I made some notes of what he said and present a selection here, although the talks will be available on disc and in written form. These are just some of Bishop Rey's words that made an impression on me. My own comments in square brackets.
This new evangelization needs to be accompanied with prayer - particularly prayer in the presence of the Blessed Sacrament, contemplation of the Lord's sacrifice of His life. Otherwise the new evangelization would be only a new gimmick, a promotion, a publicity drive. Adoration of the Blessed sacrament is not a spiritual gadget but a means of personal transformation.
The Eucharist makes Satan run. [When did I last hear a bishop speak about Satan?]
The Bishop recognised that there are sterile spiritualities in the Church but Eucharistic Adoration heals the Church of her sterile spirituality.

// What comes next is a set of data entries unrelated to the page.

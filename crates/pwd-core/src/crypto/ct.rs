//! Constant-time comparison.

use std::hint::black_box;

/// Returns `true` if `a == b`, in time independent of where they differ.
///
/// All bytes are XORed and accumulated before the single final comparison,
/// so there is no early exit on the first mismatch. Lengths are not secret:
/// slices of different length compare unequal immediately.
pub fn constant_time_eq(a: &[u8], b: &[u8]) -> bool {
    if a.len() != b.len() {
        return false;
    }
    let diff = a
        .iter()
        .zip(b)
        .fold(0u8, |acc, (x, y)| acc | black_box(x ^ y));
    black_box(diff) == 0
}
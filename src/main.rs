use std::sync::Arc;

use tokio::net::TcpListener;
use tokio::sync::Semaphore;
use tracing::info;

use hourdesk::api::Service;
use hourdesk::auth::AuthGate;
use hourdesk::config::Config;
use hourdesk::{observability, wire};

#[tokio::main]
async fn main() -> Result<(), Box<dyn std::error::Error>> {
    tracing_subscriber::fmt::init();

    let config = Config::from_env();
    observability::init(config.metrics_port);

    let service = Arc::new(Service::in_memory(config.engine));
    let auth = Arc::new(AuthGate::new(config.password.clone()));
    let semaphore = Arc::new(Semaphore::new(config.max_connections));

    let addr = format!("{}:{}", config.bind, config.port);
    let listener = TcpListener::bind(&addr).await?;
    info!("hourdesk listening on {addr}");
    info!("  utc_offset: {}", config.engine.utc_offset);
    info!("  lazy_expiry: {}", config.engine.lazy_expiry);
    info!("  max_connections: {}", config.max_connections);
    info!(
        "  metrics: {}",
        config
            .metrics_port
            .map_or("disabled".to_string(), |p| format!(
                "http://0.0.0.0:{p}/metrics"
            ))
    );

    // Graceful shutdown: stop accepting on SIGTERM/ctrl-c, drain in-flight connections
    let shutdown = async {
        let ctrl_c = tokio::signal::ctrl_c();
        #[cfg(unix)]
        {
            let mut sigterm =
                tokio::signal::unix::signal(tokio::signal::unix::SignalKind::terminate())
                    .expect("failed to register SIGTERM handler");
            tokio::select! {
                _ = ctrl_c => {}
                _ = sigterm.recv() => {}
            }
        }
        #[cfg(not(unix))]
        {
            ctrl_c.await.ok();
        }
    };
    tokio::pin!(shutdown);

    loop {
        tokio::select! {
            result = listener.accept() => {
                let (socket, peer) = match result {
                    Ok(conn) => conn,
                    Err(e) => {
                        tracing::error!("accept error: {e}");
                        continue;
                    }
                };

                let permit = match semaphore.clone().try_acquire_owned() {
                    Ok(permit) => permit,
                    Err(_) => {
                        tracing::warn!("connection limit reached, rejecting {peer}");
                        metrics::counter!(observability::CONNECTIONS_REJECTED_TOTAL).increment(1);
                        drop(socket);
                        continue;
                    }
                };

                info!("connection from {peer}");
                metrics::counter!(observability::CONNECTIONS_TOTAL).increment(1);
                metrics::gauge!(observability::CONNECTIONS_ACTIVE).increment(1.0);
                let svc = service.clone();
                let gate = auth.clone();

                tokio::spawn(async move {
                    let _permit = permit; // held until connection closes
                    if let Err(e) = wire::process_connection(socket, svc, gate).await {
                        tracing::error!("connection error from {peer}: {e}");
                    }
                    metrics::gauge!(observability::CONNECTIONS_ACTIVE).decrement(1.0);
                });
            }
            _ = &mut shutdown => {
                info!("shutdown signal received, stopping accept loop");
                break;
            }
        }
    }

    // Wait for in-flight connections to finish (up to 10s)
    info!("draining connections...");
    let drain_deadline = tokio::time::sleep(std::time::Duration::from_secs(10));
    tokio::pin!(drain_deadline);

    loop {
        if semaphore.available_permits() == config.max_connections {
            info!("all connections drained");
            break;
        }
        tokio::select! {
            _ = &mut drain_deadline => {
                let remaining = config.max_connections - semaphore.available_permits();
                tracing::warn!("drain timeout, {remaining} connections still open");
                break;
            }
            _ = tokio::time::sleep(std::time::Duration::from_millis(100)) => {}
        }
    }

    info!("hourdesk stopped");
    Ok(())
}
use std::collections::HashMap;

use async_trait::async_trait;
use dashmap::DashMap;

use crate::model::{Space, UserProfile};
use crate::store::StoreError;

/// Read side of the space catalog. Space lifecycle is managed elsewhere;
/// the engine only validates bookability and resolves hoster ownership.
#[async_trait]
pub trait SpaceDirectory: Send + Sync {
    async fn lookup(&self, space_id: &str) -> Result<Option<Space>, StoreError>;

    /// Every space whose `hoster` field matches the given host.
    async fn query_by_hoster(&self, hoster_id: &str) -> Result<Vec<Space>, StoreError>;
}

/// Read side of the user table. Missing users are absent entries, not errors.
#[async_trait]
pub trait UserDirectory: Send + Sync {
    async fn lookup(&self, user_id: &str) -> Result<Option<UserProfile>, StoreError>;

    /// Point-lookup a batch of users. Callers chunk the id list; a backend
    /// may still cap the batch size below the caller's chunk.
    async fn batch_lookup(
        &self,
        user_ids: &[String],
    ) -> Result<HashMap<String, UserProfile>, StoreError>;
}

#[derive(Default)]
pub struct MemorySpaceDirectory {
    spaces: DashMap<String, Space>,
}

impl MemorySpaceDirectory {
    pub fn new() -> Self {
        Self::default()
    }

    pub fn put(&self, space: Space) {
        self.spaces.insert(space.space_id.clone(), space);
    }
}

#[async_trait]
impl SpaceDirectory for MemorySpaceDirectory {
    async fn lookup(&self, space_id: &str) -> Result<Option<Space>, StoreError> {
        Ok(self.spaces.get(space_id).map(|e| e.value().clone()))
    }

    async fn query_by_hoster(&self, hoster_id: &str) -> Result<Vec<Space>, StoreError> {
        let mut found: Vec<Space> = self
            .spaces
            .iter()
            .filter(|e| e.hoster == hoster_id)
            .map(|e| e.value().clone())
            .collect();
        found.sort_by(|a, b| a.space_id.cmp(&b.space_id));
        Ok(found)
    }
}

#[derive(Default)]
pub struct MemoryUserDirectory {
    users: DashMap<String, UserProfile>,
}

impl MemoryUserDirectory {
    pub fn new() -> Self {
        Self::default()
    }

    pub fn put(&self, user: UserProfile) {
        self.users.insert(user.user_id.clone(), user);
    }
}

#[async_trait]
impl UserDirectory for MemoryUserDirectory {
    async fn lookup(&self, user_id: &str) -> Result<Option<UserProfile>, StoreError> {
        Ok(self.users.get(user_id).map(|e| e.value().clone()))
    }

    async fn batch_lookup(
        &self,
        user_ids: &[String],
    ) -> Result<HashMap<String, UserProfile>, StoreError> {
        let mut found = HashMap::new();
        for id in user_ids {
            if let Some(user) = self.users.get(id) {
                found.insert(id.clone(), user.value().clone());
            }
        }
        Ok(found)
    }
}
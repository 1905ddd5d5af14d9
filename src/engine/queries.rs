use std::collections::{HashMap, HashSet};

use futures::future::join_all;

use crate::limits::BATCH_LOOKUP_CHUNK;
use crate::model::*;

use super::{Engine, EngineError};

impl Engine {
    /// One guest's reservations across all spaces, materialized for display.
    pub async fn list_by_user(&self, user_id: &str) -> Result<Vec<Reservation>, EngineError> {
        Self::check_id(user_id, "userId")?;
        let records = self.store.query_by_user(user_id).await?;
        let mut out = Vec::with_capacity(records.len());
        for record in records {
            out.push(self.materialize(record).await);
        }
        Ok(out)
    }

    /// The hoster aggregation view: every reservation against the hoster's
    /// spaces, joined with the space name and the guest profile for display.
    /// Reading this view materializes each record, so stale PENDING
    /// reservations come back REFUSED.
    pub async fn list_by_hoster(
        &self,
        hoster_id: &str,
        status_filter: Option<Status>,
    ) -> Result<Vec<HosterReservationItem>, EngineError> {
        Self::check_id(hoster_id, "hosterId")?;
        let spaces = self.spaces.query_by_hoster(hoster_id).await?;

        let mut joined: Vec<(String, Reservation)> = Vec::new();
        for space in &spaces {
            let records = self
                .store
                .query_by_space(&space.space_id, status_filter)
                .await?;
            for record in records {
                let record = self.materialize(record).await;
                joined.push((space.name.clone(), record));
            }
        }

        let profiles = self
            .lookup_profiles(joined.iter().map(|(_, r)| r.user_id.clone()))
            .await?;

        Ok(joined
            .into_iter()
            .map(|(space_name, record)| {
                let user = profiles.get(&record.user_id);
                let user_name = user.map(|u| u.name.clone());
                let user_email = user.map(|u| u.email.clone());
                let id = record.key().to_string();
                HosterReservationItem {
                    id,
                    hoster_id: hoster_id.to_string(),
                    start_date: record.slot_timestamp,
                    end_date: record.slot_timestamp,
                    status: record.status,
                    space_name,
                    user_name,
                    user_email,
                    space_id: record.space_id,
                    user_id: record.user_id,
                }
            })
            .collect())
    }

    /// Batch-fetch guest profiles, deduped and chunked to the backend's
    /// batch-read limit. Missing users are simply absent from the map.
    async fn lookup_profiles(
        &self,
        ids: impl Iterator<Item = String>,
    ) -> Result<HashMap<String, UserProfile>, EngineError> {
        let unique: Vec<String> = {
            let mut seen = HashSet::new();
            ids.filter(|id| seen.insert(id.clone())).collect()
        };
        let lookups = unique
            .chunks(BATCH_LOOKUP_CHUNK)
            .map(|chunk| self.users.batch_lookup(chunk));
        let mut profiles = HashMap::new();
        for result in join_all(lookups).await {
            profiles.extend(result?);
        }
        Ok(profiles)
    }
}
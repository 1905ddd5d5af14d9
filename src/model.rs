use std::fmt;

use chrono::{DateTime, FixedOffset, NaiveDate, SecondsFormat, Utc};
use serde::{Deserialize, Serialize};

/// Timezone-qualified instant, the only time type on the wire.
pub type Timestamp = DateTime<FixedOffset>;

/// Current time expressed in the service offset.
pub fn now_in(offset: FixedOffset) -> Timestamp {
    Utc::now().with_timezone(&offset)
}

/// Reservation status lifecycle. CANCELED never survives as a stored value;
/// cancellation deletes the record instead.
#[derive(Debug, Clone, Copy, PartialEq, Eq, Hash, Serialize, Deserialize)]
pub enum Status {
    #[serde(rename = "PENDING")]
    Pending,
    #[serde(rename = "CONFIRMED")]
    Confirmed,
    #[serde(rename = "REFUSED")]
    Refused,
    #[serde(rename = "CANCELED")]
    Canceled,
}

impl Status {
    /// Parse a wire status value. The set is closed and case-sensitive.
    pub fn parse(raw: &str) -> Option<Status> {
        match raw {
            "PENDING" => Some(Status::Pending),
            "CONFIRMED" => Some(Status::Confirmed),
            "REFUSED" => Some(Status::Refused),
            "CANCELED" => Some(Status::Canceled),
            _ => None,
        }
    }

    pub fn as_str(&self) -> &'static str {
        match self {
            Status::Pending => "PENDING",
            Status::Confirmed => "CONFIRMED",
            Status::Refused => "REFUSED",
            Status::Canceled => "CANCELED",
        }
    }
}

impl fmt::Display for Status {
    fn fmt(&self, f: &mut fmt::Formatter<'_>) -> fmt::Result {
        f.write_str(self.as_str())
    }
}

impl Default for Status {
    fn default() -> Self {
        Status::Pending
    }
}

/// Build the absolute slot instant for `(date, hour)` in the given offset.
/// Returns None for an hour outside 0..=23.
pub fn slot_instant(date: NaiveDate, hour: u8, offset: FixedOffset) -> Option<Timestamp> {
    let local = date.and_hms_opt(u32::from(hour), 0, 0)?;
    local.and_local_timezone(offset).single()
}

/// Canonical key rendering of a slot instant: RFC 3339 with explicit offset,
/// whole seconds.
pub fn format_slot(ts: &Timestamp) -> String {
    ts.to_rfc3339_opts(SecondsFormat::Secs, false)
}

/// Reparse a client-supplied slot timestamp and normalize it into the
/// service offset, so two spellings of the same instant address the same key.
pub fn parse_slot(raw: &str, offset: FixedOffset) -> Option<Timestamp> {
    DateTime::parse_from_rfc3339(raw)
        .ok()
        .map(|ts| ts.with_timezone(&offset))
}

/// Composite identity of a reservation and the unit of concurrency control.
#[derive(Debug, Clone, PartialEq, Eq, Hash)]
pub struct SlotKey {
    pub space_id: String,
    pub slot_timestamp: String,
}

impl SlotKey {
    pub fn new(space_id: impl Into<String>, ts: &Timestamp) -> Self {
        Self {
            space_id: space_id.into(),
            slot_timestamp: format_slot(ts),
        }
    }
}

impl fmt::Display for SlotKey {
    fn fmt(&self, f: &mut fmt::Formatter<'_>) -> fmt::Result {
        write!(f, "{}|{}", self.space_id, self.slot_timestamp)
    }
}

/// The persisted reservation record. Field names are the wire contract the
/// other collaborators depend on.
#[derive(Debug, Clone, PartialEq, Eq, Serialize, Deserialize)]
#[serde(rename_all = "camelCase")]
pub struct Reservation {
    pub space_id: String,
    pub slot_timestamp: Timestamp,
    pub user_id: String,
    pub status: Status,
    pub date_reservation: NaiveDate,
    pub hour: u8,
    pub created_at: Timestamp,
    pub updated_at: Timestamp,
}

impl Reservation {
    pub fn key(&self) -> SlotKey {
        SlotKey::new(&self.space_id, &self.slot_timestamp)
    }
}

/// Bookable space, read-only to the engine. Prices pass through untouched.
#[derive(Debug, Clone, PartialEq, Serialize, Deserialize)]
#[serde(rename_all = "camelCase")]
pub struct Space {
    pub space_id: String,
    pub name: String,
    pub availability: bool,
    pub hoster: String,
    #[serde(default)]
    pub price_hour: f64,
    #[serde(default)]
    pub price_day: f64,
    #[serde(default = "default_capacity")]
    pub capacity: u32,
    #[serde(default)]
    pub whole_day: bool,
}

fn default_capacity() -> u32 {
    1
}

/// Guest or hoster account, read-only to the engine.
#[derive(Debug, Clone, PartialEq, Eq, Serialize, Deserialize)]
#[serde(rename_all = "camelCase")]
pub struct UserProfile {
    pub user_id: String,
    pub name: String,
    pub email: String,
}

// ── Operation result types ───────────────────────────────────────

#[derive(Debug, Clone, PartialEq, Eq, Serialize, Deserialize)]
#[serde(rename_all = "camelCase")]
pub struct ReservationReceipt {
    pub space_id: String,
    pub date_reservation: NaiveDate,
    pub hours_reserved: Vec<u8>,
    pub status: Status,
}

#[derive(Debug, Clone, PartialEq, Eq, Serialize, Deserialize)]
#[serde(rename_all = "camelCase")]
pub struct CancelReceipt {
    pub space_id: String,
    pub slot_timestamp: Timestamp,
}

#[derive(Debug, Clone, PartialEq, Eq, Serialize, Deserialize)]
pub struct Availability {
    pub available: bool,
    pub conflicts: Vec<u8>,
}

/// One row of the hoster aggregation view: a reservation joined with its
/// space and guest for display. Missing guests leave the user fields absent.
#[derive(Debug, Clone, PartialEq, Serialize, Deserialize)]
#[serde(rename_all = "camelCase")]
pub struct HosterReservationItem {
    pub id: String,
    pub space_id: String,
    pub user_id: String,
    pub hoster_id: String,
    pub start_date: Timestamp,
    // The record has no real end instant; mirrors start_date.
    pub end_date: Timestamp,
    pub status: Status,
    pub space_name: String,
    pub user_name: Option<String>,
    pub user_email: Option<String>,
}
use std::fmt;

use async_trait::async_trait;
use dashmap::DashMap;

use crate::model::{Reservation, SlotKey, Status, Timestamp};

/// Collaborator-side failure: the backend was unreachable or misbehaved.
/// The engine wraps every one of these before it reaches a caller.
#[derive(Debug)]
pub struct StoreError(pub String);

impl fmt::Display for StoreError {
    fn fmt(&self, f: &mut fmt::Formatter<'_>) -> fmt::Result {
        write!(f, "store error: {}", self.0)
    }
}

impl std::error::Error for StoreError {}

#[derive(Debug, Clone, Copy, PartialEq, Eq)]
pub enum InsertOutcome {
    Inserted,
    AlreadyExists,
}

/// Reservation persistence. The contract any backend must offer the engine:
/// insert-if-absent is the sole concurrency-control primitive, updates touch
/// only `status` and `updatedAt`, partition queries are keyed by space.
#[async_trait]
pub trait ReservationStore: Send + Sync {
    /// Atomic insert that succeeds only if no record holds the key.
    async fn insert_if_absent(&self, record: &Reservation) -> Result<InsertOutcome, StoreError>;

    async fn get(&self, key: &SlotKey) -> Result<Option<Reservation>, StoreError>;

    /// Conditional update against an existing key. Returns the updated record,
    /// or None when the key holds nothing.
    async fn update_status(
        &self,
        key: &SlotKey,
        status: Status,
        updated_at: Timestamp,
    ) -> Result<Option<Reservation>, StoreError>;

    async fn delete(&self, key: &SlotKey) -> Result<(), StoreError>;

    /// All records in a space's partition, optionally narrowed by status,
    /// ordered by slot instant.
    async fn query_by_space(
        &self,
        space_id: &str,
        status: Option<Status>,
    ) -> Result<Vec<Reservation>, StoreError>;

    /// Filtered scan across partitions for one guest's reservations.
    async fn query_by_user(&self, user_id: &str) -> Result<Vec<Reservation>, StoreError>;
}

/// Sharded in-memory backend. Default backend of the service binary and the
/// substitute the engine tests run against.
#[derive(Default)]
pub struct MemoryStore {
    slots: DashMap<SlotKey, Reservation>,
}

impl MemoryStore {
    pub fn new() -> Self {
        Self::default()
    }

    pub fn len(&self) -> usize {
        self.slots.len()
    }

    pub fn is_empty(&self) -> bool {
        self.slots.is_empty()
    }
}

#[async_trait]
impl ReservationStore for MemoryStore {
    async fn insert_if_absent(&self, record: &Reservation) -> Result<InsertOutcome, StoreError> {
        match self.slots.entry(record.key()) {
            dashmap::Entry::Occupied(_) => Ok(InsertOutcome::AlreadyExists),
            dashmap::Entry::Vacant(slot) => {
                slot.insert(record.clone());
                Ok(InsertOutcome::Inserted)
            }
        }
    }

    async fn get(&self, key: &SlotKey) -> Result<Option<Reservation>, StoreError> {
        Ok(self.slots.get(key).map(|e| e.value().clone()))
    }

    async fn update_status(
        &self,
        key: &SlotKey,
        status: Status,
        updated_at: Timestamp,
    ) -> Result<Option<Reservation>, StoreError> {
        match self.slots.get_mut(key) {
            Some(mut entry) => {
                entry.status = status;
                entry.updated_at = updated_at;
                Ok(Some(entry.clone()))
            }
            None => Ok(None),
        }
    }

    async fn delete(&self, key: &SlotKey) -> Result<(), StoreError> {
        self.slots.remove(key);
        Ok(())
    }

    async fn query_by_space(
        &self,
        space_id: &str,
        status: Option<Status>,
    ) -> Result<Vec<Reservation>, StoreError> {
        let mut records: Vec<Reservation> = self
            .slots
            .iter()
            .filter(|e| e.space_id == space_id)
            .filter(|e| status.is_none_or(|s| e.status == s))
            .map(|e| e.value().clone())
            .collect();
        records.sort_by(|a, b| a.slot_timestamp.cmp(&b.slot_timestamp));
        Ok(records)
    }

    async fn query_by_user(&self, user_id: &str) -> Result<Vec<Reservation>, StoreError> {
        let mut records: Vec<Reservation> = self
            .slots
            .iter()
            .filter(|e| e.user_id == user_id)
            .map(|e| e.value().clone())
            .collect();
        records.sort_by(|a, b| {
            a.space_id
                .cmp(&b.space_id)
                .then(a.slot_timestamp.cmp(&b.slot_timestamp))
        });
        Ok(records)
    }
}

The weakening of our evangelising spirit, the fear of presenting the fullness of the Gospel challenge to the world, can only result in a crisis in our own identity. [Indeed it has.] Evangelization is an inherent NEED in the Church. However, it must be presented in the context of our objective Faith. The Council of Trent reminded us that Christ is not present because we believe but rather, we believe because Christ is present. [Amen!] Where we compromise with the world, we have a disfigured Christianity. We have made the mistake of letting the Church become a [like closing our seminaries and churches instead of turning to prayer and penance and trusting that the Lord will provide?] consumer supplier where all is judged by efficiency, feasibility and cost - what the Bishop called actionism. Rather than this business model where an accountable result is required we must return to a reliance on prayer.
In the presence of Christ in the Blessed Sacrament we can leave aside the atrophied shimmer of the world and become what we adore - He who is good, beautiful and pure. [Amen and Alleluia!]
Are we terrified of admitting failure because it would mean doing something about it?